//! Randomized request pacing
//!
//! Every operation class has a configured [min,max] delay window and
//! each call draws uniformly from it. The limiter only produces the
//! duration; callers do the actual sleeping.

use crate::config::{DelayRange, PacingConfig};
use rand::Rng;
use std::time::Duration;

/// Operation classes with distinct pacing windows
#[derive(Debug, Clone, Copy, PartialEq, Eq, Hash)]
pub enum OpClass {
    /// After rendering a listing page, before reading links
    ListingFetch,
    /// After rendering an item page, before extraction
    ItemFetch,
    /// Between listing pages
    PagePause,
    /// Before re-running a failed fetch cycle
    RetryBackoff,
}

/// Draws randomized delays per operation class
pub struct RateLimiter {
    pacing: PacingConfig,
}

impl RateLimiter {
    pub fn new(pacing: PacingConfig) -> Self {
        Self { pacing }
    }

    /// A delay drawn uniformly from the class's configured window
    pub fn delay(&self, op: OpClass) -> Duration {
        let range = self.range(op);
        let secs = if range.max_secs > range.min_secs {
            rand::thread_rng().gen_range(range.min_secs..=range.max_secs)
        } else {
            range.min_secs
        };
        Duration::from_secs_f64(secs)
    }

    fn range(&self, op: OpClass) -> DelayRange {
        match op {
            OpClass::ListingFetch => self.pacing.listing_fetch,
            OpClass::ItemFetch => self.pacing.item_fetch,
            OpClass::PagePause => self.pacing.page_pause,
            OpClass::RetryBackoff => self.pacing.retry_backoff,
        }
    }
}
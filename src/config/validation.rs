use crate::config::types::{Config, CrawlConfig, DelayRange, FetchConfig, SiteConfig};
use crate::ConfigError;
use url::Url;

/// Validates the entire configuration
pub fn validate(config: &Config) -> Result<(), ConfigError> {
    validate_site(&config.site)?;
    validate_crawl(&config.crawl)?;
    validate_fetch(&config.fetch)?;
    validate_range("pacing.listing-fetch", &config.pacing.listing_fetch)?;
    validate_range("pacing.item-fetch", &config.pacing.item_fetch)?;
    validate_range("pacing.page-pause", &config.pacing.page_pause)?;
    validate_range("pacing.retry-backoff", &config.pacing.retry_backoff)?;
    validate_paths(config)?;
    Ok(())
}

fn validate_site(site: &SiteConfig) -> Result<(), ConfigError> {
    if !site.listing_url_template.contains("{page}") {
        return Err(ConfigError::Validation(format!(
            "listing_url_template must contain a {{page}} placeholder, got '{}'",
            site.listing_url_template
        )));
    }

    // The template must produce a parseable URL
    let sample = site.listing_url_template.replace("{page}", "1");
    Url::parse(&sample)
        .map_err(|e| ConfigError::InvalidUrl(format!("Invalid listing_url_template: {}", e)))?;

    if site.item_marker.is_empty() {
        return Err(ConfigError::Validation(
            "item_marker cannot be empty".to_string(),
        ));
    }

    Ok(())
}

fn validate_crawl(crawl: &CrawlConfig) -> Result<(), ConfigError> {
    if crawl.start_page < 1 {
        return Err(ConfigError::Validation(format!(
            "start_page must be >= 1, got {}",
            crawl.start_page
        )));
    }

    if crawl.end_page < crawl.start_page {
        return Err(ConfigError::Validation(format!(
            "end_page must be >= start_page, got {}..{}",
            crawl.start_page, crawl.end_page
        )));
    }

    if crawl.empty_page_threshold < 1 {
        return Err(ConfigError::Validation(format!(
            "empty_page_threshold must be >= 1, got {}",
            crawl.empty_page_threshold
        )));
    }

    Ok(())
}

fn validate_fetch(fetch: &FetchConfig) -> Result<(), ConfigError> {
    if fetch.user_agent.trim().is_empty() {
        return Err(ConfigError::Validation(
            "user_agent cannot be empty".to_string(),
        ));
    }

    if fetch.timeout_secs < 1 {
        return Err(ConfigError::Validation(format!(
            "timeout_secs must be >= 1, got {}",
            fetch.timeout_secs
        )));
    }

    Ok(())
}

fn validate_range(name: &str, range: &DelayRange) -> Result<(), ConfigError> {
    if range.min_secs < 0.0 || !range.min_secs.is_finite() || !range.max_secs.is_finite() {
        return Err(ConfigError::Validation(format!(
            "{} bounds must be finite and non-negative",
            name
        )));
    }

    if range.max_secs < range.min_secs {
        return Err(ConfigError::Validation(format!(
            "{} max-secs must be >= min-secs, got {}..{}",
            name, range.min_secs, range.max_secs
        )));
    }

    Ok(())
}

fn validate_paths(config: &Config) -> Result<(), ConfigError> {
    if config.output.links_path.is_empty() {
        return Err(ConfigError::Validation(
            "links_path cannot be empty".to_string(),
        ));
    }

    if config.output.details_path.is_empty() {
        return Err(ConfigError::Validation(
            "details_path cannot be empty".to_string(),
        ));
    }

    Ok(())
}

#[cfg(test)]
mod tests {
    use super::*;
    use crate::config::types::{OutputConfig, PacingConfig};

    fn valid_config() -> Config {
        Config {
            site: SiteConfig {
                listing_url_template: "https://example.com/list/p{page}".to_string(),
                item_marker: "/ban-".to_string(),
            },
            crawl: CrawlConfig {
                start_page: 1,
                end_page: 10,
                empty_page_threshold: 3,
            },
            fetch: FetchConfig::default(),
            pacing: PacingConfig::default(),
            output: OutputConfig::default(),
        }
    }

    #[test]
    fn test_valid_config_passes() {
        assert!(validate(&valid_config()).is_ok());
    }

    #[test]
    fn test_template_without_placeholder_rejected() {
        let mut config = valid_config();
        config.site.listing_url_template = "https://example.com/list".to_string();
        assert!(matches!(
            validate(&config),
            Err(ConfigError::Validation(_))
        ));
    }

    #[test]
    fn test_template_must_be_a_url() {
        let mut config = valid_config();
        config.site.listing_url_template = "not a url p{page}".to_string();
        assert!(matches!(validate(&config), Err(ConfigError::InvalidUrl(_))));
    }

    #[test]
    fn test_end_before_start_rejected() {
        let mut config = valid_config();
        config.crawl.start_page = 5;
        config.crawl.end_page = 4;
        assert!(validate(&config).is_err());
    }

    #[test]
    fn test_zero_start_page_rejected() {
        let mut config = valid_config();
        config.crawl.start_page = 0;
        config.crawl.end_page = 0;
        assert!(validate(&config).is_err());
    }

    #[test]
    fn test_zero_empty_threshold_rejected() {
        let mut config = valid_config();
        config.crawl.empty_page_threshold = 0;
        assert!(validate(&config).is_err());
    }

    #[test]
    fn test_inverted_delay_range_rejected() {
        let mut config = valid_config();
        config.pacing.page_pause = DelayRange::new(10.0, 2.0);
        assert!(validate(&config).is_err());
    }

    #[test]
    fn test_degenerate_delay_range_allowed() {
        let mut config = valid_config();
        config.pacing.page_pause = DelayRange::new(0.0, 0.0);
        assert!(validate(&config).is_ok());
    }

    #[test]
    fn test_empty_marker_rejected() {
        let mut config = valid_config();
        config.site.item_marker = String::new();
        assert!(validate(&config).is_err());
    }
}
//! Append-only CSV sinks and the link source
//!
//! Both sinks append to existing files, write their header exactly once
//! (only when the file is new or empty), and flush after every row so
//! an interrupted run loses at most the row in flight.

mod links;
mod records;

pub use links::{read_link_list, LinkSink, FALLBACK_LINKS, LINK_COLUMN};
pub use records::RecordSink;

use thiserror::Error;

/// Errors from sinks and the link source
#[derive(Debug, Error)]
pub enum SinkError {
    #[error("IO error: {0}")]
    Io(#[from] std::io::Error),

    #[error("CSV error: {0}")]
    Csv(#[from] csv::Error),

    #[error("Link list has no '{0}' column")]
    MissingColumn(String),
}

/// Result type for sink operations
pub type SinkResult<T> = Result<T, SinkError>;
use super::CType;

/// Type information attached to every AST node by the typing pass.
#[derive(Debug, Clone, PartialEq)]
pub struct TypeInfo {
    pub ctype: CType,
}
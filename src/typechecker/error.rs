use std::{error::Error, fmt::Display};

use crate::ast::Position;

#[derive(Debug, Clone, PartialEq)]
pub struct TypeError {
    pub message: String,
    pub position: Position,
}

impl Display for TypeError {
    fn fmt(&self, f: &mut std::fmt::Formatter<'_>) -> std::fmt::Result {
        let (_, line, _) = &self.position;
        write!(f, "[Line No {line}] {}", self.message)
    }
}

impl Error for TypeError {}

== == ==

Transcribe, exactly as written, all lines of the entries above from the first to the one containing "distinct pacing windows", and no more.

**ANSWER BOX**
//! Randomized request pacing
//!
//! Every operation class has a configured [min,max] delay window and
//! each call draws uniformly from it. The limiter only produces the
//! duration; callers do the actual sleeping.

use crate::config::{DelayRange, PacingConfig};
use rand::Rng;
use std::time::Duration;

/// Operation classes with distinct pacing windows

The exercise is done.